__WHAT THE EXERCISE ASKS__. Only one stretch of the data below is needed. Output the lines from the one with "f32 * LUMA_WEIGHTS[1]" up to and including the one with "let mut data = Vec::with_capacity(self.pixel_count()", exactly as they stand.

[Stored records]
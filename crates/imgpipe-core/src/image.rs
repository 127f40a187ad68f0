//! Image snapshot buffer.
//!
//! [`Image`] is the unit stored in the history: an 8-bit interleaved pixel
//! buffer with 1 (gray), 3 (RGB) or 4 (RGBA) channels.
//!
//! # Memory Layout
//!
//! Pixels are stored in **row-major** order, top-to-bottom:
//!
//! ```text
//! Memory: [R G B R G B R G B ...]  <- Row 0
//!         [R G B R G B R G B ...]  <- Row 1
//!         ...
//! ```
//!
//! # Sharing
//!
//! The sample buffer lives in an [`Arc<Vec<u8>>`]. Cloning an image shares
//! the buffer, so the same snapshot can sit in the history, in a checkpoint
//! and in a preview without copying pixels. Writers go through
//! [`make_mut`](Image::make_mut), which copies on write when the buffer is
//! shared. A stored snapshot therefore never changes underneath its holders.
//!
//! ```rust
//! use imgpipe_core::Image;
//!
//! let original = Image::filled(4, 4, 3, 10).unwrap();
//! let mut edited = original.clone();
//! assert!(edited.shares_buffer(&original));
//!
//! edited.make_mut()[0] = 255;
//! assert!(!edited.shares_buffer(&original));
//! assert_eq!(original.data()[0], 10);
//! ```

use crate::{Error, Result};
use std::fmt;
use std::sync::Arc;

/// Rec.601 luma weights (R, G, B), as used for gray conversion.
pub const LUMA_WEIGHTS: [f32; 3] = [0.299, 0.587, 0.114];

/// Owned 8-bit image buffer with cheap clones.
#[derive(Clone, PartialEq, Eq)]
pub struct Image {
    /// Sample buffer (Arc for cheap cloning)
    data: Arc<Vec<u8>>,
    width: u32,
    height: u32,
    channels: u32,
}

impl Image {
    /// Creates a new image filled with zeros.
    ///
    /// # Errors
    ///
    /// Returns [`Error::InvalidDimensions`] for a zero width or height and
    /// [`Error::UnsupportedChannels`] for channel counts other than 1, 3, 4.
    pub fn new(width: u32, height: u32, channels: u32) -> Result<Self> {
        Self::filled(width, height, channels, 0)
    }

    /// Creates an image with every sample set to `value`.
    pub fn filled(width: u32, height: u32, channels: u32, value: u8) -> Result<Self> {
        let len = checked_len(width, height, channels)?;
        Ok(Self {
            data: Arc::new(vec![value; len]),
            width,
            height,
            channels,
        })
    }

    /// Creates an image from existing samples.
    ///
    /// # Errors
    ///
    /// Returns [`Error::InvalidDimensions`] if `data.len()` is not
    /// `width * height * channels`.
    ///
    /// # Example
    ///
    /// ```rust
    /// use imgpipe_core::Image;
    ///
    /// let img = Image::from_data(2, 1, 3, vec![1, 2, 3, 4, 5, 6]).unwrap();
    /// assert_eq!(img.pixel(1, 0), &[4, 5, 6]);
    /// ```
    pub fn from_data(width: u32, height: u32, channels: u32, data: Vec<u8>) -> Result<Self> {
        let expected = checked_len(width, height, channels)?;
        if data.len() != expected {
            return Err(Error::invalid_dimensions(
                width,
                height,
                format!("expected {} samples, got {}", expected, data.len()),
            ));
        }
        Ok(Self {
            data: Arc::new(data),
            width,
            height,
            channels,
        })
    }

    /// Builds an image by evaluating `f(x, y)` for every pixel.
    pub fn from_fn<F>(width: u32, height: u32, channels: u32, mut f: F) -> Result<Self>
    where
        F: FnMut(u32, u32) -> Vec<u8>,
    {
        let len = checked_len(width, height, channels)?;
        let mut data = Vec::with_capacity(len);
        for y in 0..height {
            for x in 0..width {
                let px = f(x, y);
                if px.len() != channels as usize {
                    return Err(Error::other(format!(
                        "pixel generator returned {} samples, expected {}",
                        px.len(),
                        channels
                    )));
                }
                data.extend_from_slice(&px);
            }
        }
        Self::from_data(width, height, channels, data)
    }

    /// Image width in pixels.
    #[inline]
    pub fn width(&self) -> u32 {
        self.width
    }

    /// Image height in pixels.
    #[inline]
    pub fn height(&self) -> u32 {
        self.height
    }

    /// Number of interleaved channels.
    #[inline]
    pub fn channels(&self) -> u32 {
        self.channels
    }

    /// `(width, height)` tuple.
    #[inline]
    pub fn dimensions(&self) -> (u32, u32) {
        (self.width, self.height)
    }

    /// Total number of pixels.
    #[inline]
    pub fn pixel_count(&self) -> usize {
        self.width as usize * self.height as usize
    }

    /// Raw interleaved samples.
    #[inline]
    pub fn data(&self) -> &[u8] {
        &self.data
    }

    /// Mutable access to the samples, copying the buffer first if it is
    /// shared with another image.
    pub fn make_mut(&mut self) -> &mut [u8] {
        Arc::make_mut(&mut self.data).as_mut_slice()
    }

    /// Consumes the image and returns its samples.
    pub fn into_data(self) -> Vec<u8> {
        Arc::try_unwrap(self.data).unwrap_or_else(|shared| (*shared).clone())
    }

    /// Returns `true` if both images point at the same sample buffer.
    #[inline]
    pub fn shares_buffer(&self, other: &Image) -> bool {
        Arc::ptr_eq(&self.data, &other.data)
    }

    /// Samples of the pixel at `(x, y)`.
    ///
    /// # Panics
    ///
    /// Panics if the coordinates are out of bounds; use
    /// [`try_pixel`](Self::try_pixel) for a checked variant.
    #[inline]
    pub fn pixel(&self, x: u32, y: u32) -> &[u8] {
        let idx = self.index(x, y);
        &self.data[idx..idx + self.channels as usize]
    }

    /// Checked pixel access.
    pub fn try_pixel(&self, x: u32, y: u32) -> Result<&[u8]> {
        if x >= self.width || y >= self.height {
            return Err(Error::out_of_bounds(x, y, self.width, self.height));
        }
        Ok(self.pixel(x, y))
    }

    /// Returns a single-channel luma image.
    ///
    /// Gray images are returned as a cheap clone; alpha is dropped.
    pub fn to_gray(&self) -> Image {
        if self.channels == 1 {
            return self.clone();
        }
        let c = self.channels as usize;
        let data = self
            .data
            .chunks_exact(c)
            .map(|px| {
                let v = px[0] as f32 * LUMA_WEIGHTS[0]
                    + px[1] as f32 * LUMA_WEIGHTS[1]
                    + px[2] as f32 * LUMA_WEIGHTS[2];
                v.round().clamp(0.0, 255.0) as u8
            })
            .collect();
        Image {
            data: Arc::new(data),
            width: self.width,
            height: self.height,
            channels: 1,
        }
    }

    /// Expands a gray image to `channels` by replicating the luma value.
    /// Alpha, when requested, is opaque.
    pub fn gray_to(&self, channels: u32) -> Result<Image> {
        if self.channels != 1 {
            return Err(Error::UnsupportedChannels(self.channels));
        }
        let mut data = Vec::with_capacity(self.pixel_count() * channels as usize);
        for &v in self.data.iter() {
            match channels {
                1 => data.push(v),
                3 => data.extend_from_slice(&[v, v, v]),
                4 => data.extend_from_slice(&[v, v, v, 255]),
                other => return Err(Error::UnsupportedChannels(other)),
            }
        }
        Image::from_data(self.width, self.height, channels, data)
    }

    #[inline]
    fn index(&self, x: u32, y: u32) -> usize {
        (y as usize * self.width as usize + x as usize) * self.channels as usize
    }
}

impl fmt::Debug for Image {
    fn fmt(&self, f: &mut fmt::Formatter<'_>) -> fmt::Result {
        f.debug_struct("Image")
            .field("width", &self.width)
            .field("height", &self.height)
            .field("channels", &self.channels)
            .finish_non_exhaustive()
    }
}

impl fmt::Display for Image {
    fn fmt(&self, f: &mut fmt::Formatter<'_>) -> fmt::Result {
        write!(f, "Image({}x{}x{})", self.width, self.height, self.channels)
    }
}

fn checked_len(width: u32, height: u32, channels: u32) -> Result<usize> {
    if width == 0 || height == 0 {
        return Err(Error::invalid_dimensions(width, height, "zero-sized image"));
    }
    if !matches!(channels, 1 | 3 | 4) {
        return Err(Error::UnsupportedChannels(channels));
    }
    (width as usize)
        .checked_mul(height as usize)
        .and_then(|n| n.checked_mul(channels as usize))
        .ok_or_else(|| Error::invalid_dimensions(width, height, "sample count overflows"))
}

__SOLUTION TO THIS PROBLEM__.
                    + px[1] as f32 * LUMA_WEIGHTS[1]
                    + px[2] as f32 * LUMA_WEIGHTS[2];
                v.round().clamp(0.0, 255.0) as u8
            })
            .collect();
        Image {
            data: Arc::new(data),
            width: self.width,
            height: self.height,
            channels: 1,
        }
    }

    /// Expands a gray image to `channels` by replicating the luma value.
    /// Alpha, when requested, is opaque.
    pub fn gray_to(&self, channels: u32) -> Result<Image> {
        if self.channels != 1 {
            return Err(Error::UnsupportedChannels(self.channels));
        }
        let mut data = Vec::with_capacity(self.pixel_count() * channels as usize);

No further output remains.